Brief
Scan the records for "Credentials" and copy each line that contains it.

Items from a data source:
^^^^^^^^

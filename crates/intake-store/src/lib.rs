// SPDX-License-Identifier: Apache-2.0

#![forbid(unsafe_code)]

use async_trait::async_trait;
use intake_model::FieldMap;
use serde::{Deserialize, Serialize};
use std::fmt::{Display, Formatter};
use tokio::sync::watch;

mod fake;
mod http;

pub use fake::FakeStore;
pub use http::HttpStore;

pub const CRATE_NAME: &str = "intake-store";

/// One record fetched from the backend, keyed by its document id.
#[derive(Debug, Clone, PartialEq, Serialize, Deserialize)]
pub struct Document {
    pub id: String,
    #[serde(default)]
    pub fields: FieldMap,
}

impl Document {
    #[must_use]
    pub fn new(id: impl Into<String>, fields: FieldMap) -> Self {
        Self {
            id: id.into(),
            fields,
        }
    }
}

#[derive(Debug, Clone, PartialEq, Eq, Serialize, Deserialize)]
pub struct Credentials {
    pub email: String,
    pub password: String,
}

#[derive(Debug, Clone, PartialEq, Eq, Serialize, Deserialize)]
pub struct Session {
    pub uid: String,
    pub email: String,
    pub token: String,
}

/// Where an uploaded blob landed and the URL it can be fetched back from.
#[derive(Debug, Clone, PartialEq, Eq, Serialize, Deserialize)]
pub struct StorageRef {
    pub path: String,
    pub download_url: String,
}

#[derive(Debug, Clone, Copy, PartialEq, Eq)]
#[non_exhaustive]
pub enum StoreErrorCode {
    NotFound,
    Unauthorized,
    Validation,
    Network,
    Internal,
}

impl StoreErrorCode {
    #[must_use]
    pub const fn as_str(self) -> &'static str {
        match self {
            Self::NotFound => "not_found",
            Self::Unauthorized => "unauthorized",
            Self::Validation => "validation_error",
            Self::Network => "network_error",
            Self::Internal => "internal_error",
        }
    }
}

#[derive(Debug, Clone, PartialEq, Eq)]
pub struct StoreError {
    pub code: StoreErrorCode,
    pub message: String,
}

impl StoreError {
    #[must_use]
    pub fn new(code: StoreErrorCode, message: impl Into<String>) -> Self {
        Self {
            code,
            message: message.into(),
        }
    }
}

impl Display for StoreError {
    fn fmt(&self, f: &mut Formatter<'_>) -> std::fmt::Result {
        write!(f, "{}: {}", self.code.as_str(), self.message)
    }
}

impl std::error::Error for StoreError {}

/// Receiver half of the auth feed; holds the current session, `None` when
/// signed out.
pub type AuthWatch = watch::Receiver<Option<Session>>;

#[async_trait]
pub trait DocumentStore: Send + Sync + 'static {
    fn backend_tag(&self) -> &'static str {
        "unknown"
    }

    async fn authenticate(&self, credentials: &Credentials) -> Result<Session, StoreError>;
    async fn create_account(&self, credentials: &Credentials) -> Result<Session, StoreError>;
    async fn sign_out(&self) -> Result<(), StoreError>;

    /// Every call returns a fresh receiver positioned at the current state.
    fn subscribe_auth(&self) -> AuthWatch;

    async fn read_collection(&self, path: &str) -> Result<Vec<Document>, StoreError>;

    /// `Ok(None)` when the path resolves to no record.
    async fn read_document(&self, path: &str) -> Result<Option<Document>, StoreError>;

    /// Appends a document under `collection` with a backend-chosen id.
    async fn create_document(
        &self,
        collection: &str,
        fields: FieldMap,
    ) -> Result<String, StoreError>;

    /// Merges `fields` into the document at `path`, creating it when absent.
    async fn update_document(&self, path: &str, fields: FieldMap) -> Result<(), StoreError>;

    async fn upload_file(&self, path: &str, bytes: Vec<u8>) -> Result<StorageRef, StoreError>;
}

^^^^^^^^

Expected answer
pub struct Credentials {
    async fn authenticate(&self, credentials: &Credentials) -> Result<Session, StoreError>;
    async fn create_account(&self, credentials: &Credentials) -> Result<Session, StoreError>;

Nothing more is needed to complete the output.